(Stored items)
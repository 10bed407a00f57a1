/*
 * SPDX-License-Identifier: Apache-2.0
 * Copyright 2023-2025 ByteDance and/or its affiliates.
 */

#![allow(dead_code)]

use std::io::Write;
use std::net::IpAddr;
use std::path::Path;
use std::sync::atomic::{AtomicUsize, Ordering};
use std::time::Duration;

use anyhow::anyhow;
use async_trait::async_trait;
use flate2::Compression;
use flate2::write::GzEncoder;
use serde::Deserialize;
use serde::de::DeserializeOwned;
use serde_json::{Map, Value};
use tokio::io::{AsyncWrite, AsyncWriteExt};
use tokio::runtime::{Builder, Runtime};

use g3_geoip_db::SnapshotDecoder;
use g3_geoip_db::remote::SnapshotSource;

/// Records keyed by the textual ip address, stored as a json object.
pub struct JsonDb(Map<String, Value>);

impl SnapshotDecoder for JsonDb {
    type Error = serde_json::Error;

    fn decode(buf: Vec<u8>) -> Result<Self, Self::Error> {
        serde_json::from_slice(&buf).map(JsonDb)
    }

    fn lookup<T: DeserializeOwned>(&self, ip: IpAddr) -> Result<T, Self::Error> {
        let v = self.0.get(&ip.to_string()).cloned().unwrap_or(Value::Null);
        T::deserialize(v)
    }
}

#[derive(Deserialize, Debug, PartialEq)]
pub struct Location {
    pub country: String,
}

pub fn runtime() -> Runtime {
    Builder::new_current_thread().enable_all().build().unwrap()
}

pub fn gzip_json(json: &str) -> Vec<u8> {
    let mut enc = GzEncoder::new(Vec::new(), Compression::default());
    enc.write_all(json.as_bytes()).unwrap();
    enc.finish().unwrap()
}

/// Replace `file` by rename, the way a new snapshot gets installed.
pub fn replace_file(file: &Path, data: &[u8]) {
    let tmp = file.with_extension("tmp");
    std::fs::write(&tmp, data).unwrap();
    std::fs::rename(&tmp, file).unwrap();
}

pub async fn recv_timeout<T>(r: &mut tokio::sync::mpsc::Receiver<T>, secs: u64) -> Option<T> {
    tokio::time::timeout(Duration::from_secs(secs), r.recv())
        .await
        .ok()
        .flatten()
}

pub struct FakeSource {
    body: Vec<u8>,
    fail_check: bool,
    heads: AtomicUsize,
    gets: AtomicUsize,
}

impl FakeSource {
    pub fn new(body: Vec<u8>) -> Self {
        FakeSource {
            body,
            fail_check: false,
            heads: AtomicUsize::new(0),
            gets: AtomicUsize::new(0),
        }
    }

    pub fn unreachable() -> Self {
        FakeSource {
            body: Vec::new(),
            fail_check: true,
            heads: AtomicUsize::new(0),
            gets: AtomicUsize::new(0),
        }
    }

    pub fn heads(&self) -> usize {
        self.heads.load(Ordering::SeqCst)
    }

    pub fn gets(&self) -> usize {
        self.gets.load(Ordering::SeqCst)
    }
}

#[async_trait]
impl SnapshotSource for FakeSource {
    async fn content_length(&self) -> anyhow::Result<Option<u64>> {
        self.heads.fetch_add(1, Ordering::SeqCst);
        if self.fail_check {
            return Err(anyhow!("connection refused"));
        }
        Ok(Some(self.body.len() as u64))
    }

    async fn fetch(&self, writer: &mut (dyn AsyncWrite + Send + Unpin)) -> anyhow::Result<u64> {
        self.gets.fetch_add(1, Ordering::SeqCst);
        if self.fail_check {
            return Err(anyhow!("connection refused"));
        }
        writer.write_all(&self.body).await?;
        Ok(self.body.len() as u64)
    }
}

**Exercise goal**
Check every line of the data and give the number of them that hold the string "JsonDb", with no other words.

**Solution for this task**
3